The study from Inrix Inc., a transportation analytics firm, shows that Austin is the 13th-most congested city in the U.S. Austin is first, however, in terms of the percentage of commute time that’s taken up by standstill traffic. Drivers here can expect to spend 28 percent of their time barely moving, and 47 hours a year total in crawling traffic. That’s up from a 2012 study by Inrix, in which the total wasted each year in traffic was 38 hours.
Some sections of Austin roadway are worse than that average – the stretch of I-35 southbound between Airport Boulevard and East Slaughter Lane is now the sixth-most congested road in the country, and drivers on that part of the highway spend 63 hours annually in standstill traffic.
This isn’t news to Austin commuters, employers, and policy-makers; the Austin Chamber of Commerce release its Mobility Report at the end of 2016, emphasizing the need to address mobility solutions. And Austin Mayor Steve Adler has made mobility a priority, with a successful push last year for the passage of a $720 million mobility bond package.
Many employers aren’t waiting for infrastructure changes, but are instead creating their own mobility policies with the help of groups like Movability Austin and The Thrival Company. Both are partners in the Mobility Challenge, which helps Central Austin employers create custom mobility plans. Through that program, as well as through membership with Movability Austin, some employers have helped their employees reduce the amount of drive-alone commuting they do and replace those trips with telework, transit, ridesharing, flex hours, or a combination of options.
That’s in line with one of the recommendations in the Chamber’s report, which calls for Transportation Demand Management as one of the long-term solutions that can help address congestion. TDM is picking up in popularity around the country, and in Austin. The City has a new TDM group within its transportation department, and private developers are also beginning to adopt TDM plans.
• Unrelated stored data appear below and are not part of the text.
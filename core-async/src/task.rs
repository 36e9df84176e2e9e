//! Task spawning and execution abstractions.
//!
//! # Examples
//!
//! ```rust
//! use core_async::task;
//!
//! async fn example() {
//!     let handle = task::spawn(async { 42 });
//!     let result = handle.await.unwrap();
//!     assert_eq!(result, 42);
//! }
//! ```

pub use tokio::task::{spawn_blocking, yield_now, AbortHandle, JoinError, JoinHandle};

/// Spawns a new asynchronous task on the current runtime.
///
/// The spawned task may run on a different thread. The returned
/// [`JoinHandle`] can be awaited for the task's output or used to abort it.
///
/// # Panics
///
/// Panics if called outside of a runtime context, like `tokio::spawn`.
pub fn spawn<F>(future: F) -> JoinHandle<F::Output>
where
    F: std::future::Future + Send + 'static,
    F::Output: Send + 'static,
{
    tokio::task::spawn(future)
}

/// Result type for task operations.
pub type Result<T> = std::result::Result<T, JoinError>;
//! # SDK Configuration Module
//!
//! Provides configuration management for the Tune SDK core.
//!
//! ## Overview
//!
//! The configuration system uses a builder pattern to construct an `SdkConfig`
//! instance that holds the advertiser identity, the ad server endpoint and the
//! host bridges the SDK talks through. It enforces fail-fast validation so a
//! misconfigured host finds out at startup instead of on the first ad request.
//!
//! ## Required Settings
//!
//! - `advertiser_id` - numeric Tune advertiser id
//! - `package_name` - bundle identifier of the host app
//! - `HttpClient` - transport (desktop default: reqwest)
//!
//! ## Optional Dependencies (with platform defaults)
//!
//! - `NetworkMonitor` - reachability oracle (desktop default: TCP probe).
//!   Without one the network is assumed reachable.
//! - `EventBus` - receives `AdEvent`s
//! - `Clock` - time source for request timestamps (default: system clock)
//!
//! When the `desktop-shims` feature is enabled, desktop-ready defaults for
//! `HttpClient` and `NetworkMonitor` are injected automatically if not provided.
//!
//! ## Usage
//!
//! ```ignore
//! use core_runtime::config::SdkConfig;
//!
//! let config = SdkConfig::builder()
//!     .advertiser_id("877")
//!     .package_name("com.example.app")
//!     .debug_mode(true)
//!     .build()?;
//! ```

use crate::error::{Error, Result};
use crate::events::EventBus;
use bridge_traits::{Clock, HttpClient, NetworkMonitor, SystemClock};
use std::sync::Arc;
use std::time::Duration;

/// Production ad server.
pub const DEFAULT_AD_SERVER_URL: &str = "https://aa.tuneapi.com";

/// Staging ad server, selected by [`SdkConfigBuilder::staging`].
pub const STAGING_AD_SERVER_URL: &str = "https://aa.stage.tuneapi.com";

/// Default per-request timeout handed to the transport.
pub const DEFAULT_REQUEST_TIMEOUT: Duration = Duration::from_secs(30);

const MAX_REQUEST_TIMEOUT: Duration = Duration::from_secs(300);

/// Core configuration for the Tune SDK.
///
/// Use [`SdkConfigBuilder`] to construct instances.
#[derive(Clone)]
pub struct SdkConfig {
    /// Tune advertiser id
    pub advertiser_id: String,

    /// Bundle identifier / package name of the host app
    pub package_name: String,

    /// Base URL of the ad server, without trailing slash
    pub ad_server_url: String,

    /// SDK version reported to the server
    pub sdk_version: String,

    /// Per-request timeout; expiry surfaces as an ordinary request failure
    pub request_timeout: Duration,

    /// Ask the server for debug (test) creatives
    pub debug_mode: bool,

    /// HTTP transport
    pub http_client: Arc<dyn HttpClient>,

    /// Reachability oracle (optional)
    pub network_monitor: Option<Arc<dyn NetworkMonitor>>,

    /// Event bus for ad lifecycle events (optional)
    pub event_bus: Option<Arc<EventBus>>,

    /// Time source
    pub clock: Arc<dyn Clock>,
}

impl std::fmt::Debug for SdkConfig {
    fn fmt(&self, f: &mut std::fmt::Formatter<'_>) -> std::fmt::Result {
        f.debug_struct("SdkConfig")
            .field("advertiser_id", &self.advertiser_id)
            .field("package_name", &self.package_name)
            .field("ad_server_url", &self.ad_server_url)
            .field("sdk_version", &self.sdk_version)
            .field("request_timeout", &self.request_timeout)
            .field("debug_mode", &self.debug_mode)
            .field("http_client", &"HttpClient { ... }")
            .field(
                "network_monitor",
                &self
                    .network_monitor
                    .as_ref()
                    .map(|_| "NetworkMonitor { ... }"),
            )
            .field("event_bus", &self.event_bus)
            .finish()
    }
}

impl SdkConfig {
    /// Creates a new builder for constructing an `SdkConfig`.
    pub fn builder() -> SdkConfigBuilder {
        SdkConfigBuilder::default()
    }

    /// Validates the configuration and returns an error if invalid.
    ///
    /// This checks:
    /// - Advertiser id is present and numeric
    /// - Package name is present
    /// - Ad server URL uses http(s)
    /// - Request timeout is within (0, 5 min]
    pub fn validate(&self) -> Result<()> {
        if self.advertiser_id.is_empty() {
            return Err(Error::Config("Advertiser id cannot be empty".to_string()));
        }

        if !self.advertiser_id.chars().all(|c| c.is_ascii_digit()) {
            return Err(Error::Config(format!(
                "Advertiser id must be numeric, got '{}'",
                self.advertiser_id
            )));
        }

        if self.package_name.trim().is_empty() {
            return Err(Error::Config("Package name cannot be empty".to_string()));
        }

        if !(self.ad_server_url.starts_with("https://")
            || self.ad_server_url.starts_with("http://"))
        {
            return Err(Error::Config(format!(
                "Ad server URL must start with http:// or https://, got '{}'",
                self.ad_server_url
            )));
        }

        if self.request_timeout.is_zero() {
            return Err(Error::Config(
                "Request timeout must be greater than zero".to_string(),
            ));
        }

        if self.request_timeout > MAX_REQUEST_TIMEOUT {
            return Err(Error::Config(
                "Request timeout exceeds maximum of 300 seconds".to_string(),
            ));
        }

        Ok(())
    }
}

#[cfg(not(feature = "desktop-shims"))]
fn http_client_missing_error() -> Error {
    Error::CapabilityMissing {
        capability: "HttpClient".to_string(),
        message: "No HTTP client implementation provided. \
                 Desktop: enable the 'desktop-shims' feature to use the default ReqwestHttpClient. \
                 Mobile: inject the platform-native adapter (NSURLSession/OkHttp)."
            .to_string(),
    }
}

#[cfg(feature = "desktop-shims")]
fn provide_default_http_client(timeout: Duration) -> Result<Arc<dyn HttpClient>> {
    use bridge_desktop::ReqwestHttpClient;

    let client = ReqwestHttpClient::with_timeout(timeout)
        .map_err(|e| Error::Internal(format!("Failed to create default HttpClient: {}", e)))?;
    let client: Arc<dyn HttpClient> = Arc::new(client);
    Ok(client)
}

#[cfg(not(feature = "desktop-shims"))]
fn provide_default_http_client(_timeout: Duration) -> Result<Arc<dyn HttpClient>> {
    Err(http_client_missing_error())
}

#[cfg(feature = "desktop-shims")]
fn provide_default_network_monitor(ad_server_url: &str) -> Option<Arc<dyn NetworkMonitor>> {
    use bridge_desktop::DesktopNetworkMonitor;

    let monitor: Arc<dyn NetworkMonitor> = Arc::new(DesktopNetworkMonitor::for_url(ad_server_url));
    Some(monitor)
}

#[cfg(not(feature = "desktop-shims"))]
fn provide_default_network_monitor(_ad_server_url: &str) -> Option<Arc<dyn NetworkMonitor>> {
    None
}

/// Builder for constructing [`SdkConfig`] instances.
///
/// Use this builder to incrementally set configuration options and then
/// call [`build()`](SdkConfigBuilder::build) to create the final config.
#[derive(Default)]
pub struct SdkConfigBuilder {
    advertiser_id: Option<String>,
    package_name: Option<String>,
    ad_server_url: Option<String>,
    sdk_version: Option<String>,
    request_timeout: Option<Duration>,
    debug_mode: bool,
    staging: bool,
    http_client: Option<Arc<dyn HttpClient>>,
    network_monitor: Option<Arc<dyn NetworkMonitor>>,
    skip_network_monitor: bool,
    event_bus: Option<Arc<EventBus>>,
    clock: Option<Arc<dyn Clock>>,
}

impl SdkConfigBuilder {
    /// Sets the Tune advertiser id (required).
    pub fn advertiser_id(mut self, id: impl Into<String>) -> Self {
        self.advertiser_id = Some(id.into());
        self
    }

    /// Sets the host app's package name (required).
    pub fn package_name(mut self, name: impl Into<String>) -> Self {
        self.package_name = Some(name.into());
        self
    }

    /// Overrides the ad server base URL.
    ///
    /// Default: [`DEFAULT_AD_SERVER_URL`], or [`STAGING_AD_SERVER_URL`] when
    /// [`staging`](Self::staging) is set.
    pub fn ad_server_url(mut self, url: impl Into<String>) -> Self {
        self.ad_server_url = Some(url.into());
        self
    }

    /// Overrides the SDK version reported to the server.
    pub fn sdk_version(mut self, version: impl Into<String>) -> Self {
        self.sdk_version = Some(version.into());
        self
    }

    /// Sets the per-request timeout.
    ///
    /// Default: 30 seconds
    pub fn request_timeout(mut self, timeout: Duration) -> Self {
        self.request_timeout = Some(timeout);
        self
    }

    /// Requests debug creatives from the ad server.
    pub fn debug_mode(mut self, enabled: bool) -> Self {
        self.debug_mode = enabled;
        self
    }

    /// Targets the staging ad server unless a URL was set explicitly.
    pub fn staging(mut self, enabled: bool) -> Self {
        self.staging = enabled;
        self
    }

    /// Sets the HTTP client implementation.
    ///
    /// If not provided, the desktop default (reqwest-based) will be used when
    /// the `desktop-shims` feature is enabled.
    pub fn http_client(mut self, client: Arc<dyn HttpClient>) -> Self {
        self.http_client = Some(client);
        self
    }

    /// Sets the reachability oracle.
    pub fn network_monitor(mut self, monitor: Arc<dyn NetworkMonitor>) -> Self {
        self.network_monitor = Some(monitor);
        self.skip_network_monitor = false;
        self
    }

    /// Disables reachability checks, including the desktop default.
    pub fn without_network_monitor(mut self) -> Self {
        self.network_monitor = None;
        self.skip_network_monitor = true;
        self
    }

    /// Sets the event bus that receives ad lifecycle events.
    pub fn event_bus(mut self, bus: Arc<EventBus>) -> Self {
        self.event_bus = Some(bus);
        self
    }

    /// Sets the time source.
    pub fn clock(mut self, clock: Arc<dyn Clock>) -> Self {
        self.clock = Some(clock);
        self
    }

    /// Builds the final `SdkConfig` instance.
    ///
    /// # Errors
    ///
    /// Returns an error if:
    /// - Required settings are missing (advertiser id, package name)
    /// - No `HttpClient` was provided and no desktop default is available
    /// - Configuration values are invalid
    pub fn build(self) -> Result<SdkConfig> {
        let advertiser_id = self.advertiser_id.ok_or_else(|| {
            Error::Config("Advertiser id is required. Use .advertiser_id() to set it.".to_string())
        })?;

        let package_name = self.package_name.ok_or_else(|| {
            Error::Config("Package name is required. Use .package_name() to set it.".to_string())
        })?;

        let request_timeout = self.request_timeout.unwrap_or(DEFAULT_REQUEST_TIMEOUT);

        let http_client = match self.http_client {
            Some(client) => client,
            None => provide_default_http_client(request_timeout)?,
        };

        let ad_server_url = self
            .ad_server_url
            .unwrap_or_else(|| {
                if self.staging {
                    STAGING_AD_SERVER_URL.to_string()
                } else {
                    DEFAULT_AD_SERVER_URL.to_string()
                }
            })
            .trim_end_matches('/')
            .to_string();

        let network_monitor = match (self.network_monitor, self.skip_network_monitor) {
            (Some(monitor), _) => Some(monitor),
            (None, true) => None,
            (None, false) => provide_default_network_monitor(&ad_server_url),
        };

        let config = SdkConfig {
            advertiser_id,
            package_name,
            ad_server_url,
            sdk_version: self
                .sdk_version
                .unwrap_or_else(|| env!("CARGO_PKG_VERSION").to_string()),
            request_timeout,
            debug_mode: self.debug_mode,
            http_client,
            network_monitor,
            event_bus: self.event_bus,
            clock: self.clock.unwrap_or_else(|| Arc::new(SystemClock)),
        };

        config.validate()?;

        Ok(config)
    }
}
Since time lost in traffic also means money lost in traffic – $810 million a year city-wide – there may be added incentive for individual employers to craft their own solutions. While Adler’s mobility bond passed, an earlier $1.38 billion urban rail bond failed by a wide margin. It’s not clear if or when another transit proposal will make it in front of voters.
Other cities that ranked high up in the study were Los Angeles, which took honors as the most congested city in the U.S., and Dallas, Houston, and New York City.